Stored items
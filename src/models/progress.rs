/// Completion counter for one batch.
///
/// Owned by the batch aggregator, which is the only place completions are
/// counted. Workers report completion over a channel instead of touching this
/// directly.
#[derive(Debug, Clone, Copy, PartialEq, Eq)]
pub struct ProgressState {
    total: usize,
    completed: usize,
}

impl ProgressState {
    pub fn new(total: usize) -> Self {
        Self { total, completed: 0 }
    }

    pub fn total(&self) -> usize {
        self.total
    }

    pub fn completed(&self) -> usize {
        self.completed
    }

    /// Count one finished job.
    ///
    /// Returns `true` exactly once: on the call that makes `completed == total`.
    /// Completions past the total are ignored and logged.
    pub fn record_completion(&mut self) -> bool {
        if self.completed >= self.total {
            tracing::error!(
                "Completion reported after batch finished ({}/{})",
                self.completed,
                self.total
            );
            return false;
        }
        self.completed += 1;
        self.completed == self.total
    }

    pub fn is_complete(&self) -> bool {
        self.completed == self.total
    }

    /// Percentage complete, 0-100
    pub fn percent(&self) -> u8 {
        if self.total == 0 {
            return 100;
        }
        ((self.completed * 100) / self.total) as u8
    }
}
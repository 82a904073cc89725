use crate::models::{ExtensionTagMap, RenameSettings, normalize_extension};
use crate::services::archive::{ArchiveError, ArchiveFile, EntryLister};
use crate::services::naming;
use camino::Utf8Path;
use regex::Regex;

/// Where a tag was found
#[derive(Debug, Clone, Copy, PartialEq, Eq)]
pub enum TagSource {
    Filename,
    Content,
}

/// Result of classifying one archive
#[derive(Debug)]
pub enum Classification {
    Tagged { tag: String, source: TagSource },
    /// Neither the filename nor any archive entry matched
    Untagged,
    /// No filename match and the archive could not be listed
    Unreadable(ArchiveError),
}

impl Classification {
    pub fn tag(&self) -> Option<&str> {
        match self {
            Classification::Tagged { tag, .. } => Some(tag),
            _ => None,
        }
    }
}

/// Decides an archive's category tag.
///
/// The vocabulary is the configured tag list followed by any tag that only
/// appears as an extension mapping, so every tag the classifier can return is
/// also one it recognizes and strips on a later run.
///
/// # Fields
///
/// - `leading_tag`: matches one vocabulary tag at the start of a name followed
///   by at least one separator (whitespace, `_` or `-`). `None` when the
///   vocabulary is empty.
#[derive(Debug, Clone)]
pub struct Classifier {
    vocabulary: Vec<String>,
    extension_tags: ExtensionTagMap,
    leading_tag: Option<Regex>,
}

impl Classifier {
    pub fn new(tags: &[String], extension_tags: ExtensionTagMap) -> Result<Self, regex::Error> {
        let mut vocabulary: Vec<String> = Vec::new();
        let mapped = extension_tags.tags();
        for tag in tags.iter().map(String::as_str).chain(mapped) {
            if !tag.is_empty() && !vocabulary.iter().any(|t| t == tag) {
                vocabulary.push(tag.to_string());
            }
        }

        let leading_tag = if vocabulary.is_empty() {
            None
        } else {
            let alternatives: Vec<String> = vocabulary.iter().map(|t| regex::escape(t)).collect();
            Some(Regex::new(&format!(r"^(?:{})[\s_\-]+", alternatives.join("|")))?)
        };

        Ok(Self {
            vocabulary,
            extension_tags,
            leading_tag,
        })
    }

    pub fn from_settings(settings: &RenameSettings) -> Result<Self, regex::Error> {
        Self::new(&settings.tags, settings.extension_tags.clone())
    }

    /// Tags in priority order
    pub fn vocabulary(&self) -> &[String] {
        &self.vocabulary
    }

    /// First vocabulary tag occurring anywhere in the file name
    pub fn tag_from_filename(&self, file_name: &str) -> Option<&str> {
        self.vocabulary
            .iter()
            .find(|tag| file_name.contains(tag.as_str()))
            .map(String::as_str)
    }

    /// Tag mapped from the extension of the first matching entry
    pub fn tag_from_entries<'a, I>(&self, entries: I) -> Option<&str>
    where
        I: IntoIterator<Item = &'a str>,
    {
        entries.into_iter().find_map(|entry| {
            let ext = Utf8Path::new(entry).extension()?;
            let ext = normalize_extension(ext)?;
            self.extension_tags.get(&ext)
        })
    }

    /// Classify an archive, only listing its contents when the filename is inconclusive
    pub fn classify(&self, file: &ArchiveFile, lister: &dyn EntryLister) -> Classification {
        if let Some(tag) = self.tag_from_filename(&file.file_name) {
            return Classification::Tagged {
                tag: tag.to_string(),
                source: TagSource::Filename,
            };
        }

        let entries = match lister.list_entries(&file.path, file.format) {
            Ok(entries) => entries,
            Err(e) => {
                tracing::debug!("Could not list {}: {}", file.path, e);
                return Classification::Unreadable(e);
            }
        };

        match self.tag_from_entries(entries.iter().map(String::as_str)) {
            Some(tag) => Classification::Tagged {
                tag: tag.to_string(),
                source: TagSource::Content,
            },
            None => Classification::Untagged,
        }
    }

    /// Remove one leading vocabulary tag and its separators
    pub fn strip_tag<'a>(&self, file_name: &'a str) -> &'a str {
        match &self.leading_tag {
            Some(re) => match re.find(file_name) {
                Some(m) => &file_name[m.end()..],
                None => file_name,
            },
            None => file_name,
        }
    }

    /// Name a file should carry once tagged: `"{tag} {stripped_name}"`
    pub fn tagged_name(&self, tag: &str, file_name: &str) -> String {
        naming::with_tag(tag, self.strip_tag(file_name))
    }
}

▶ **YOUR ASSIGNMENT**:
Your answer should be the lines above, from the line containing "Some(re) => match" up to and including the line containing "pub fn tagged_name(&self, tag: &str, file_name: &str)", reproduced exactly and with nothing else.

▶ **ANSWER SPACE**:
            Some(re) => match re.find(file_name) {
                Some(m) => &file_name[m.end()..],
                None => file_name,
            },
            None => file_name,
        }
    }

    /// Name a file should carry once tagged: `"{tag} {stripped_name}"`
    pub fn tagged_name(&self, tag: &str, file_name: &str) -> String {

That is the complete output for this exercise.